Section 1: Overview of Assessment

This assignment evaluates the following module learning outcomes:

  • Demonstrate a comprehensive and structured understanding of both traditional and modern implementations of Industrial Control Systems (ICS) and their comparison to IT systems within the realm of cyber security.Conduct an analysis of the cyber threat landscape specific to ICS and assess existing cyber protection strategies within this domain. 
  • Design and appraise enhancements to current cyber protection strategies aimed at addressing cyber security challenges encountered in ICS. 
  • Exhibit an understanding of industry-specific regulations and standards governing the protection of ICS.

In essence, this assignment entails producing a 2500 (+/-10%) word report analyzing the prevailing cyber threat landscape and cyber protection strategies in Critical Infrastructure, while proposing improvements. The report will be research-based and formatted to industry standards; you are expected to draw insights from one or more case studies such as "Stuxnet" (and/or its variants), the "Analysis of the Cyber Attack on the Ukrainian Power Grid" in 2015, and Wannacry, albeit without relying solely on these examples.

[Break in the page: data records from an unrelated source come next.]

//! Schema provisioning.
//!
//! Applies the bundled schema definition plus a fixed sequence of
//! column-evolution steps against whichever backend is active. Safe to
//! re-run on every startup: tables and indexes are created `IF NOT EXISTS`
//! and columns are only added when the metadata query says they are absent.
//! On the in-memory tier every DDL statement is accepted as a no-op by
//! construction.

use std::collections::HashSet;

use crate::db::backend::SqlBackend;
use crate::db::error::DbError;
use crate::db::value::SqlValue;

/// Bundled schema definition: semicolon-separated DDL statements.
pub(crate) const SCHEMA_SQL: &str = include_str!("schema.sql");

/// A desired column and its `ADD COLUMN` definition.
#[derive(Debug, Clone, Copy)]
pub(crate) struct ColumnDef {
    pub name: &'static str,
    pub definition: &'static str,
}

/// Profile columns added to `users` after the original schema was authored.
const USER_PROFILE_COLUMNS: &[ColumnDef] = &[
    ColumnDef { name: "first_name", definition: "TEXT" },
    ColumnDef { name: "last_name", definition: "TEXT" },
    ColumnDef { name: "patronymic", definition: "TEXT" },
    ColumnDef { name: "region", definition: "TEXT" },
    ColumnDef { name: "city", definition: "TEXT" },
];

const APPOINTMENT_COLUMNS: &[ColumnDef] = &[ColumnDef { name: "service_ids", definition: "TEXT" }];

const SERVICE_RECORD_COLUMNS: &[ColumnDef] =
    &[ColumnDef { name: "appointment_id", definition: "TEXT" }];

const SERVICE_COLUMNS: &[ColumnDef] =
    &[ColumnDef { name: "is_active", definition: "INTEGER DEFAULT 1" }];

const SERVICE_STATION_COLUMNS: &[ColumnDef] = &[
    ColumnDef { name: "city", definition: "TEXT" },
    ColumnDef { name: "region", definition: "TEXT" },
];

const REFRESH_TOKENS_DDL: &str = "CREATE TABLE IF NOT EXISTS refresh_tokens (
    id TEXT PRIMARY KEY,
    user_id TEXT NOT NULL,
    token TEXT NOT NULL,
    expires_at TEXT NOT NULL,
    is_revoked INTEGER DEFAULT 0,
    created_at TEXT DEFAULT CURRENT_TIMESTAMP
)";

const PASSWORD_RESET_TOKENS_DDL: &str = "CREATE TABLE IF NOT EXISTS password_reset_tokens (
    id TEXT PRIMARY KEY,
    user_id TEXT NOT NULL,
    token_hash TEXT NOT NULL,
    expires_at TEXT NOT NULL,
    used_at TEXT,
    created_at TEXT DEFAULT CURRENT_TIMESTAMP
)";

const AUXILIARY_INDEX_DDL: &[&str] = &[
    "CREATE INDEX IF NOT EXISTS idx_refresh_tokens_user_id ON refresh_tokens(user_id)",
    "CREATE INDEX IF NOT EXISTS idx_refresh_tokens_token ON refresh_tokens(token)",
    "CREATE INDEX IF NOT EXISTS idx_password_reset_tokens_user_id ON password_reset_tokens(user_id)",
    "CREATE INDEX IF NOT EXISTS idx_password_reset_tokens_token_hash ON password_reset_tokens(token_hash)",
];

/// Split a schema asset into individual statements.
pub(crate) fn split_statements(sql: &str) -> impl Iterator<Item = &str> {
    sql.split(';').map(str::trim).filter(|s| !s.is_empty())
}

/// Bring the backend's schema up to the shape the application expects.
///
/// # Errors
/// DDL failures propagate; startup should fail loudly rather than run
/// against an unprovisioned schema.
pub(crate) async fn ensure_schema<B: SqlBackend + ?Sized>(backend: &B) -> Result<(), DbError> {
    for statement in split_statements(SCHEMA_SQL) {
        backend.run(statement, &[]).await?;
    }

    ensure_columns(backend, "users", USER_PROFILE_COLUMNS).await?;
    ensure_columns(backend, "appointments", APPOINTMENT_COLUMNS).await?;
    ensure_columns(backend, "service_records", SERVICE_RECORD_COLUMNS).await?;
    ensure_columns(backend, "services", SERVICE_COLUMNS).await?;
    ensure_columns(backend, "service_stations", SERVICE_STATION_COLUMNS).await?;

    ensure_auxiliary_tables(backend).await?;

    tracing::info!("Database schema provisioned");
    Ok(())
}

/// Add each desired column that the table does not already carry.
pub(crate) async fn ensure_columns<B: SqlBackend + ?Sized>(
    backend: &B,
    table: &str,
    columns: &[ColumnDef],
) -> Result<(), DbError> {
    let existing = backend
        .all(&format!("PRAGMA table_info({table})"), &[])
        .await?;
    let present: HashSet<String> = existing
        .iter()
        .filter_map(|row| row.get("name"))
        .filter_map(SqlValue::as_text)
        .map(str::to_string)
        .collect();

    for column in columns {
        if present.contains(column.name) {
            continue;
        }
        tracing::debug!(table, column = column.name, "Adding missing column");
        backend
            .run(
                &format!(
                    "ALTER TABLE {table} ADD COLUMN {} {}",
                    column.name, column.definition
                ),
                &[],
            )
            .await?;
    }
    Ok(())
}

/// Create the token tables and their indexes.
pub(crate) async fn ensure_auxiliary_tables<B: SqlBackend + ?Sized>(
    backend: &B,
) -> Result<(), DbError> {
    backend.run(REFRESH_TOKENS_DDL, &[]).await?;
    backend.run(PASSWORD_RESET_TOKENS_DDL, &[]).await?;
    for ddl in AUXILIARY_INDEX_DDL {
        backend.run(ddl, &[]).await?;
    }
    Ok(())
}

#[cfg(test)]
mod tests {
    use super::*;
    use crate::db::local::EmbeddedDb;
    use crate::db::memory::MemoryDb;
    use tempfile::tempdir;

    async fn column_names(db: &EmbeddedDb, table: &str) -> Vec<String> {
        db.all(&format!("PRAGMA table_info({table})"), &[])
            .await
            .unwrap()
            .iter()
            .filter_map(|row| row.get("name").and_then(SqlValue::as_text).map(str::to_string))
            .collect()
    }

    #[test]
    fn test_split_statements() {
        let statements: Vec<&str> = split_statements("CREATE TABLE a (id TEXT);\n\nCREATE TABLE b (id TEXT);\n").collect();
        assert_eq!(statements, vec!["CREATE TABLE a (id TEXT)", "CREATE TABLE b (id TEXT)"]);
    }

    #[test]
    fn test_schema_asset_has_core_tables() {
        let ddl: Vec<&str> = split_statements(SCHEMA_SQL).collect();
        assert!(ddl.iter().any(|s| s.contains("CREATE TABLE IF NOT EXISTS users")));
        assert!(ddl.iter().any(|s| s.contains("CREATE TABLE IF NOT EXISTS appointments")));
        // Evolved columns arrive via ensure_columns, not the base asset.
        assert!(!SCHEMA_SQL.contains("first_name"));
        assert!(!SCHEMA_SQL.contains("service_ids"));
    }

    #[tokio::test]
    async fn test_provisioning_is_idempotent_on_embedded() {
        let dir = tempdir().unwrap();
        let db = EmbeddedDb::open(&dir.path().join("schema.sqlite")).unwrap();

        ensure_schema(&db).await.unwrap();
        let first = column_names(&db, "users").await;
        assert!(first.contains(&"first_name".to_string()));
        assert!(first.contains(&"city".to_string()));

        // Second run must not fail and must not duplicate columns.
        ensure_schema(&db).await.unwrap();
        let second = column_names(&db, "users").await;
        assert_eq!(first, second);

        let services = column_names(&db, "services").await;
        assert!(services.contains(&"is_active".to_string()));
        let appointments = column_names(&db, "appointments").await;
        assert!(appointments.contains(&"service_ids".to_string()));
    }

    #[tokio::test]
    async fn test_auxiliary_tables_created() {
        let dir = tempdir().unwrap();
        let db = EmbeddedDb::open(&dir.path().join("aux.sqlite")).unwrap();
        ensure_schema(&db).await.unwrap();

        let tokens = column_names(&db, "refresh_tokens").await;
        assert_eq!(
            tokens,
            vec!["id", "user_id", "token", "expires_at", "is_revoked", "created_at"]
        );
        let resets = column_names(&db, "password_reset_tokens").await;
        assert!(resets.contains(&"token_hash".to_string()));
        assert!(resets.contains(&"used_at".to_string()));
    }

    #[tokio::test]
    async fn test_provisioning_memory_tier_is_noop() {
        let db = MemoryDb::new();
        ensure_schema(&db).await.unwrap();
        ensure_schema(&db).await.unwrap();
    }

    #[tokio::test]
    async fn test_ensure_columns_skips_present() {
        let dir = tempdir().unwrap();
        let db = EmbeddedDb::open(&dir.path().join("cols.sqlite")).unwrap();
        db.run("CREATE TABLE widgets (id TEXT PRIMARY KEY, size TEXT)", &[])
            .await
            .unwrap();

        let desired = &[
            ColumnDef { name: "size", definition: "TEXT" },
            ColumnDef { name: "color", definition: "TEXT" },
        ];
        ensure_columns(&db, "widgets", desired).await.unwrap();
        ensure_columns(&db, "widgets", desired).await.unwrap();

        assert_eq!(column_names(&db, "widgets").await, vec!["id", "size", "color"]);
    }
}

This task will aid in identifying and assessing the challenges inherent in protecting cyber-physical control systems employed in Critical Infrastructure, presented within a report adhering to industrial standards. Through research, you will evaluate the current threat landscape, existing cyber protection approaches, and recommend avenues for enhancement. For any questions related to this assignment, please engage in discussions on the Blackboard platform.

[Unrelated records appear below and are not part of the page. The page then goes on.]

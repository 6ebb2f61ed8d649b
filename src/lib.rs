//! Pitstop Data Layer
//!
//! This crate is the data-access layer of the Pitstop vehicle-service
//! scheduling platform. Controllers issue parameterized SQL through one
//! facade while the actual backend may be a remote HTTP query endpoint, an
//! embedded SQLite file, or an in-process relational emulator.
//!
//! # Architecture
//!
//! - **Config**: environment-driven tier selection and degradation policy
//! - **Remote tier**: one HTTP call per statement with typed error
//!   classification
//! - **Local tiers**: embedded SQLite, or in-memory tables interpreting a
//!   restricted SQL subset
//! - **Provisioning**: idempotent schema setup, safe to re-run every startup
//! - **Fallback**: one-way degradation from remote to local on
//!   infrastructure-class failures
//!
//! # Example
//!
//! ```rust,no_run
//! use pitstop_db::{Database, params};
//!
//! # async fn demo() -> Result<(), pitstop_db::DbError> {
//! let db = Database::from_env().await?;
//!
//! let insert = db.prepare("INSERT INTO users (id, email, role) VALUES (?, ?, ?)");
//! insert.run(&params!["u1", "a@x.com", "client"]).await?;
//!
//! let select = db.prepare("SELECT * FROM users WHERE id = ?");
//! if let Some(user) = select.get(&params!["u1"]).await? {
//!     println!("role: {:?}", user.get("role"));
//! }
//! # Ok(())
//! # }
//! ```

pub mod config;
pub mod db;

pub use config::{DataConfig, FallbackMode, RemoteConfig, RunMode};
pub use db::{Database, DbError, ExecResult, RemoteError, Row, SqlValue, Statement, TierKind};
//! Data-layer error types.
//!
//! All statement and provisioning operations return [`DbError`] on failure.
//! Remote-tier failures keep their typed category ([`RemoteError`]) so the
//! fallback protocol can tell infrastructure-class failures apart from
//! logic-class ones without inspecting message text at the call site.

use thiserror::Error;

use crate::db::remote::RemoteError;

/// Errors surfaced by the data layer.
#[derive(Debug, Error)]
pub enum DbError {
    /// Remote query endpoint failure (classified).
    #[error(transparent)]
    Remote(#[from] RemoteError),

    /// Embedded database failure.
    #[error("embedded database error: {0}")]
    Sqlite(#[from] rusqlite::Error),

    /// Filesystem failure while preparing the embedded database location.
    #[error("i/o error: {0}")]
    Io(#[from] std::io::Error),
}
//! Types shared across the migration steps

use serde::Serialize;

/// A view's definition as stored at the source
#[derive(Debug, Clone, PartialEq, Eq, Serialize)]
pub struct ViewDefinition {
    pub name: String,
    /// Raw SQL, before any rewriting
    pub query: String,
}

impl ViewDefinition {
    pub fn new(name: impl Into<String>, query: impl Into<String>) -> Self {
        Self {
            name: name.into(),
            query: query.into(),
        }
    }
}

/// Everything read from the source dataset
#[derive(Debug, Clone, Default, PartialEq, Eq, Serialize)]
pub struct FetchedViews {
    /// Every VIEW listed in the source dataset, in listing order
    pub view_names: Vec<String>,
    /// Definitions that could be fetched, in listing order
    pub definitions: Vec<ViewDefinition>,
    /// Listed views whose definition could not be fetched
    pub unavailable: Vec<String>,
}

impl FetchedViews {
    pub fn definition(&self, name: &str) -> Option<&ViewDefinition> {
        self.definitions.iter().find(|d| d.name == name)
    }
}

Section 2: Task Specification

Produce a 2500 (+/-10%) word report analyzing selected case studies on cyber security incidents within Critical Infrastructure, focusing on an industry of your choice (e.g., Water, Energy, Telecommunications).

Imagine yourself as an independent consultant for a Cyber Security firm with a Research and Development department focused on Industrial Control Systems Cyber Security. The firm seeks intelligence on cyber security in Critical Systems to develop new products and solutions. Your task is to conduct research in this domain and generate a report addressing the firm`s requirements. Specifically, your research should concentrate on:

  1. Analyzing the current cyber threat landscape in cyber-physical control systems utilized in Critical Infrastructure within a chosen industry.

  2. Evaluating current cyber security approaches prevalent in the field.

  3. Proposing enhancements to current cyber security strategies, analyzing their impact on the system.

  4. Creating a topological map illustrating proposed interventions (Sections 2 and 3). [A topological map template is available in the assignments folder on Blackboard, but you are free to create your own.]

Your research should draw from real-world case studies (some discussed in lectures/tutorials like Stuxnet, Flame, Ukrainian Power Grid, Wannacry, etc.) and high-quality research papers; however, these should not serve as the sole basis of your report.

Your report must clearly delineate the following elements:

  • The distinctions between traditional IT systems and Critical Systems and their implications for cyber security.
  • The key stakeholders involved in cyber security incidents within Critical Infrastructure (e.g., attackers, ICS vendors, environment, etc.).
  • Cyber security risks and associated threat vectors.
  • Existing cyber security methodologies and their limitations, addressing technical and operational challenges.
  • Strategies for enhancing cyber security in this domain, discussing their impact on the system.

The report should adhere to professional standards, written in an appropriate style and format. Attention to accuracy, completeness, and consistency in citation and source listing is imperative.

Section 3: Deliverables

Your report should encompass the findings from Section 2. The first page of your report should clearly display the title, your name, student ID, and the date.